Gillian Bouras (born 1945) is an expatriate Australian writer who has written several books, short stories and articles, many of these dealing with her experiences as an Australian woman in Greece.

Life
Gillian Bouras was born in Melbourne in 1945. Both her parents and her grandfather were school teachers. Her childhood was spent moving in several towns in Australia Victoria, including Nhill and Beechworth, and Melbourne.

Gillian Bouras studied for her Bachelor of Arts at the University of Melbourne, and from 1967 to 1980 she worked as a secondary school teacher of English. In 1981 Mrs Bouras completed her Master of Education thesis at the same university on the life of her grandfather: School teacher in Victoria: The biography of Arthur John Hicks.

She married George Bouras, a Greek emigrant to Australia, in 1969. In 1980 Gillian went with her husband and her two sons to the Peloponnese area of Greece, initially for a six-month holiday, but the family stayed. She had her third son in Greece, and eventually became a Greek citizen.
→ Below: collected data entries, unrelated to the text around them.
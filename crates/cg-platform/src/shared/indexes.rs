//! MongoDB Index Initialization
//!
//! Creates indexes for all collections on application startup. Uniqueness
//! of both collections rides the mandatory `_id` index (the principal id is
//! the document key), so only lookup-support indexes are created here.

use mongodb::{Database, IndexModel, bson::doc, options::IndexOptions};
use tracing::info;

/// Initialize all MongoDB indexes
pub async fn initialize_indexes(db: &Database) -> Result<(), mongodb::error::Error> {
    info!("Initializing MongoDB indexes...");

    create_account_indexes(db).await?;
    create_ledger_indexes(db).await?;

    info!("MongoDB indexes initialized successfully");
    Ok(())
}

async fn create_account_indexes(db: &Database) -> Result<(), mongodb::error::Error> {
    let accounts = db.collection::<mongodb::bson::Document>("accounts");

    // Contact email lookup (sparse: not every IdP discloses one)
    accounts.create_index(
        IndexModel::builder()
            .keys(doc! { "email": 1 })
            .options(IndexOptions::builder()
                .sparse(true)
                .background(true)
                .build())
            .build(),
    ).await?;

    info!("Created indexes on accounts");
    Ok(())
}

async fn create_ledger_indexes(db: &Database) -> Result<(), mongodb::error::Error> {
    let balances = db.collection::<mongodb::bson::Document>("credit_balances");

    // Recency scans for ops tooling
    balances.create_index(
        IndexModel::builder()
            .keys(doc! { "createdAt": 1 })
            .options(IndexOptions::builder().background(true).build())
            .build(),
    ).await?;

    info!("Created indexes on credit_balances");
    Ok(())
}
In 1996, her younger sister Jacqui committed suicide, after decades of mental illness. Bouras' book, No Time for Dances, explores her sister's life in an attempt to understand her suicide. Gillian Bouras wrote: "I keep trying to close a mental door, or to put a very firm lid on these questions, for there are no answers, and writing them down is one way of attempting closure."

Gillian Bouras now lives in the Peloponnese, Greece, but she maintains her ties with Australia.

Career
Bouras published her first book, the autobiographical A Foreign Wife, in 1986. It describes her life as a foreign wife in Greece, and the challenges she faced in living in Greek culture and society. Most of the works she has published since then, both autobiographical and fiction, explore the themes of exile, cultural identity, and family.

Gillian Bouras also published short stories and articles in newspapers and journals such as The Griffith Review, Meanjin and Island. She has presented papers at conferences and participated in literary events, in Australia and abroad.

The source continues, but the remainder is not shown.